Idaho regulations require the horns from wild sheep to be marked with a pin that identifies them as having been legally harvested or legally picked up.
“That way the collection can remain in Idaho and be legal, and Doug Boggan can do whatever he wants to do with it,” said Jim White, an Idaho Department of Fish and Game biologist at Lewiston.
White said handling the horns is one of the highlights of his 25-year career.
“I think it was pretty special for everybody to just open the lids and see what was actually in it and to see the different age classes,” he said. “It was kind of a window into the past. I had never held that many ram heads. Just professionally and personally to be able to touch something like that was pretty special for me.”

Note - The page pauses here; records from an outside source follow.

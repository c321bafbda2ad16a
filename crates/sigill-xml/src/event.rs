#![forbid(unsafe_code)]

//! XML security events.
//!
//! One [`XmlSecEvent`] per parser token. Events are plain values; structural
//! context (the enclosing element) lives on the [`crate::arena::XmlSecNode`]
//! that wraps the event once it is pushed into an arena.

use std::fmt;

/// Node-kind discriminant shared with canonicalization.
///
/// [`EventKind::code`] follows the `XMLStreamConstants` numbering, so the
/// kind survives a trip through any StAX-style consumer unchanged.
#[derive(Debug, Clone, Copy, PartialEq, Eq, Hash)]
pub enum EventKind {
    StartElement,
    EndElement,
    ProcessingInstruction,
    Characters,
    Comment,
    StartDocument,
    EndDocument,
    EntityReference,
    Attribute,
    Dtd,
    Namespace,
}

impl EventKind {
    /// Every kind, in code order.
    pub const ALL: [EventKind; 11] = [
        EventKind::StartElement,
        EventKind::EndElement,
        EventKind::ProcessingInstruction,
        EventKind::Characters,
        EventKind::Comment,
        EventKind::StartDocument,
        EventKind::EndDocument,
        EventKind::EntityReference,
        EventKind::Attribute,
        EventKind::Dtd,
        EventKind::Namespace,
    ];

    /// The generic node-kind code.
    pub const fn code(self) -> u8 {
        match self {
            Self::StartElement => 1,
            Self::EndElement => 2,
            Self::ProcessingInstruction => 3,
            Self::Characters => 4,
            Self::Comment => 5,
            Self::StartDocument => 7,
            Self::EndDocument => 8,
            Self::EntityReference => 9,
            Self::Attribute => 10,
            Self::Dtd => 11,
            Self::Namespace => 13,
        }
    }

    /// Inverse of [`EventKind::code`].
    pub fn from_code(code: u8) -> Option<Self> {
        Self::ALL.into_iter().find(|k| k.code() == code)
    }
}

/// A namespace-qualified name.
#[derive(Debug, Clone, PartialEq, Eq, Hash)]
pub struct QName {
    /// Namespace URI, `None` when the name is not in a namespace.
    pub namespace: Option<String>,
    /// Prefix as written in the source document.
    pub prefix: Option<String>,
    pub local_name: String,
}

impl QName {
    pub fn new(namespace: Option<&str>, local_name: &str) -> Self {
        Self {
            namespace: namespace.map(str::to_owned),
            prefix: None,
            local_name: local_name.to_owned(),
        }
    }

    pub fn with_prefix(mut self, prefix: &str) -> Self {
        self.prefix = Some(prefix.to_owned());
        self
    }

    /// Match on namespace URI and local name. An empty `ns` matches names
    /// without a namespace.
    pub fn is(&self, ns: &str, local_name: &str) -> bool {
        self.local_name == local_name && self.namespace.as_deref().unwrap_or("") == ns
    }
}

impl fmt::Display for QName {
    fn fmt(&self, f: &mut fmt::Formatter<'_>) -> fmt::Result {
        match &self.prefix {
            Some(p) if !p.is_empty() => write!(f, "{p}:{}", self.local_name),
            _ => f.write_str(&self.local_name),
        }
    }
}

/// An attribute on a start element.
#[derive(Debug, Clone, PartialEq, Eq)]
pub struct Attribute {
    pub name: QName,
    pub value: String,
}

impl Attribute {
    pub fn new(name: QName, value: impl Into<String>) -> Self {
        Self {
            name,
            value: value.into(),
        }
    }
}

/// A namespace declaration. An empty `uri` on the default namespace
/// undeclares it (`xmlns=""`).
#[derive(Debug, Clone, PartialEq, Eq)]
pub struct Namespace {
    pub prefix: Option<String>,
    pub uri: String,
}

impl Namespace {
    pub fn new(prefix: Option<&str>, uri: &str) -> Self {
        Self {
            prefix: prefix.map(str::to_owned),
            uri: uri.to_owned(),
        }
    }
}

/// A single structural XML event.
#[derive(Debug, Clone, PartialEq, Eq)]
pub enum XmlSecEvent {
    StartDocument {
        version: Option<String>,
        encoding: Option<String>,
        standalone: Option<bool>,
    },
    EndDocument,
    StartElement {
        name: QName,
        /// Declarations made on this element only.
        namespaces: Vec<Namespace>,
        attributes: Vec<Attribute>,
    },
    EndElement {
        name: QName,
    },
    Characters {
        text: String,
    },
    Comment {
        text: String,
    },
    ProcessingInstruction {
        target: String,
        data: Option<String>,
    },
    EntityReference {
        name: String,
        replacement: Option<String>,
    },
    Attribute(Attribute),
    Namespace(Namespace),
    Dtd {
        text: String,
    },
}

impl XmlSecEvent {
    pub fn start_element(name: QName) -> Self {
        Self::StartElement {
            name,
            namespaces: Vec::new(),
            attributes: Vec::new(),
        }
    }

    pub fn characters(text: impl Into<String>) -> Self {
        Self::Characters { text: text.into() }
    }

    pub fn comment(text: impl Into<String>) -> Self {
        Self::Comment { text: text.into() }
    }

    pub fn kind(&self) -> EventKind {
        match self {
            Self::StartDocument { .. } => EventKind::StartDocument,
            Self::EndDocument => EventKind::EndDocument,
            Self::StartElement { .. } => EventKind::StartElement,
            Self::EndElement { .. } => EventKind::EndElement,
            Self::Characters { .. } => EventKind::Characters,
            Self::Comment { .. } => EventKind::Comment,
            Self::ProcessingInstruction { .. } => EventKind::ProcessingInstruction,
            Self::EntityReference { .. } => EventKind::EntityReference,
            Self::Attribute(_) => EventKind::Attribute,
            Self::Namespace(_) => EventKind::Namespace,
            Self::Dtd { .. } => EventKind::Dtd,
        }
    }

    /// Shorthand for `self.kind().code()`.
    pub fn event_type(&self) -> u8 {
        self.kind().code()
    }

    /// Element name for start and end elements.
    pub fn name(&self) -> Option<&QName> {
        match self {
            Self::StartElement { name, .. } | Self::EndElement { name } => Some(name),
            _ => None,
        }
    }

    /// Text payload of character and comment events.
    pub fn text(&self) -> Option<&str> {
        match self {
            Self::Characters { text } | Self::Comment { text } => Some(text),
            _ => None,
        }
    }

    pub fn is_start_element(&self) -> bool {
        matches!(self, Self::StartElement { .. })
    }
}

#[cfg(test)]
mod tests {
    use super::*;

    #[test]
    fn test_kind_codes_round_trip() {
        for kind in EventKind::ALL {
            assert_eq!(EventKind::from_code(kind.code()), Some(kind));
        }
        assert_eq!(EventKind::from_code(6), None);
        assert_eq!(EventKind::from_code(0), None);
    }

    #[test]
    fn test_comment_event() {
        let ev = XmlSecEvent::comment(" signed ");
        assert_eq!(ev.kind(), EventKind::Comment);
        assert_eq!(ev.event_type(), 5);
        assert_eq!(ev.text(), Some(" signed "));
        assert!(ev.name().is_none());
    }

    #[test]
    fn test_qname_display() {
        let name = QName::new(Some("urn:x"), "Item").with_prefix("x");
        assert_eq!(name.to_string(), "x:Item");
        assert!(name.is("urn:x", "Item"));
        assert!(!name.is("", "Item"));
        assert_eq!(QName::new(None, "a").to_string(), "a");
    }
}
#![forbid(unsafe_code)]

//! Keys, certificate sources and key resolution for the Sigill XML
//! Security library.
//!
//! Certificates are loaded by [`CertificateSource`]s, composed into a
//! [`StorageResolver`], and searched by the [`KeyResolver`]s of a
//! [`KeyResolverChain`] on behalf of the signature engine.

pub mod cert;
pub mod diag;
pub mod key;
pub mod keyinfo;
pub mod loader;
pub mod manager;
pub mod resolver;
pub mod source;
pub mod storage;

pub use cert::Certificate;
pub use diag::{
    default_sink, Diagnostic, DiagnosticSink, RecordingSink, SharedSink, SkipReason, TracingSink,
};
pub use key::{Key, KeyData, KeyUsage};
pub use keyinfo::{KeyInfo, KeyValue, X509Data};
pub use manager::KeysManager;
pub use resolver::{KeyResolver, KeyResolverChain, ResolverKind};
pub use source::{
    CertificateSource, DirectorySource, MemorySource, PemBundleSource, SingleCertificateSource,
};
pub use storage::StorageResolver;
#[cfg(test)]
mod tests {
    use super::*;
    use sigill_xml::parse_events;

    fn key_info_of(xml: &str) -> Result<KeyInfo, KeyResolverError> {
        let arena = parse_events(xml).unwrap();
        let node = arena.find_element(ns::DSIG, ns::node::KEY_INFO).unwrap();
        KeyInfo::from_events(&arena, node)
    }

    #[test]
    fn test_from_events_reads_all_kinds() {
        let info = key_info_of(
            r#"<ds:KeyInfo xmlns:ds="http://www.w3.org/2000/09/xmldsig#">
  <ds:KeyName> alice </ds:KeyName>
  <ds:X509Data>
    <ds:X509SubjectName>CN=alice</ds:X509SubjectName>
    <ds:X509IssuerSerial>
      <ds:X509IssuerName>CN=ca</ds:X509IssuerName>
      <ds:X509SerialNumber>42</ds:X509SerialNumber>
    </ds:X509IssuerSerial>
    <ds:X509SKI>AQID</ds:X509SKI>
  </ds:X509Data>
  <ds:KeyValue><ds:RSAKeyValue><ds:Modulus>AQAB</ds:Modulus><ds:Exponent>AQAB</ds:Exponent></ds:RSAKeyValue></ds:KeyValue>
</ds:KeyInfo>"#,
        )
        .unwrap();
        assert_eq!(info.key_names, vec!["alice"]);
        let x509 = &info.x509_data[0];
        assert_eq!(x509.subject_names, vec!["CN=alice"]);
        assert_eq!(x509.issuer_serials[0].serial_number, "42");
        assert_eq!(x509.decoded_skis().unwrap(), vec![vec![1, 2, 3]]);
        assert!(matches!(info.key_values[0], KeyValue::Rsa { .. }));
    }

    #[test]
    fn test_incomplete_issuer_serial_is_malformed() {
        let err = key_info_of(
            r#"<KeyInfo xmlns="http://www.w3.org/2000/09/xmldsig#"><X509Data><X509IssuerSerial>
<X509IssuerName>CN=ca</X509IssuerName></X509IssuerSerial></X509Data></KeyInfo>"#,
        )
        .unwrap_err();
        assert!(err.is_fatal());
    }

    #[test]
    fn test_der_encoded_key_value_namespace() {
        let xml = |prefix: &str| {
            format!(
                r#"<ds:KeyInfo xmlns:ds="{}" xmlns:dsig11="{}"><{prefix}:DEREncodedKeyValue>AQID</{prefix}:DEREncodedKeyValue></ds:KeyInfo>"#,
                ns::DSIG,
                ns::DSIG11,
            )
        };
        let info = key_info_of(&xml("dsig11")).unwrap();
        assert!(matches!(&info.key_values[..], [KeyValue::DerEncoded(v)] if v == "AQID"));
        assert!(key_info_of(&xml("ds")).unwrap().key_values.is_empty());
    }

    #[test]
    fn test_ec_key_value() {
        let sk = p256::ecdsa::SigningKey::from_slice(&[3u8; 32]).unwrap();
        let point = sk.verifying_key().to_encoded_point(false);
        let value = KeyValue::Ec {
            named_curve: algorithm::CURVE_P256.into(),
            public_key: B64.encode(point.as_bytes()),
        };
        let key = value.to_key().unwrap().unwrap();
        assert!(matches!(key.data, KeyData::EcP256 { .. }));

        let bad = KeyValue::Ec {
            named_curve: algorithm::CURVE_P256.into(),
            public_key: "AAAA".into(),
        };
        assert!(matches!(bad.to_key(), Err(KeyResolverError::Malformed(_))));
    }

    #[test]
    fn test_crypto_binary_hex_fallback() {
        assert_eq!(decode_crypto_binary("010001", "Exponent").unwrap(), vec![1, 0, 1]);
        assert!(decode_crypto_binary("!!", "Exponent").is_err());
    }

    #[test]
    fn test_builder() {
        let info = KeyInfo::new()
            .with_key_name("k")
            .with_x509_data(X509Data::default().with_ski(&[9, 9]));
        assert!(!info.is_empty());
        assert_eq!(info.x509_data[0].skis, vec!["CQk="]);
        assert!(KeyInfo::new().is_empty());
    }
}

Boggan has several ideas of where the horns might eventually be displayed. For now they are locked away for safe keeping. He said they will likely make a trip to be displayed at the Wild Sheep Foundation’s annual convention in Reno. Then he wants to find a permanent place where the general public can admire them.
“The main thing is the horns need to be seen by the public,” he said.
Members of the Idaho Wild Sheep Foundation are working with Boggan to find an appropriate venue.
“Obviously, the objective is to try to get as many people as possible to see them while meeting the needs of the family,” said Jason Pyron, president of Idaho Wild Sheep.
Biologists hope the collection can teach them something about bighorn sheep. The once-abundant animals have been hammered from disease introduced by domestic sheep. Frances Cassirer, a wild sheep biologist for the Idaho Department of Fish and Game, said DNA samples taken from the skulls can paint a picture for researchers of how the bands of sheep up and down the Salmon River canyon once interacted.
“One thing we would like to know is: Is the population as genetically diverse now as it was then, or is it losing diversity over time?” she said. “We think there was probably more connectivity among bighorn sheep in Idaho historically, and it has become more fragmented and this might tell us if it’s had any effect on the genetics.”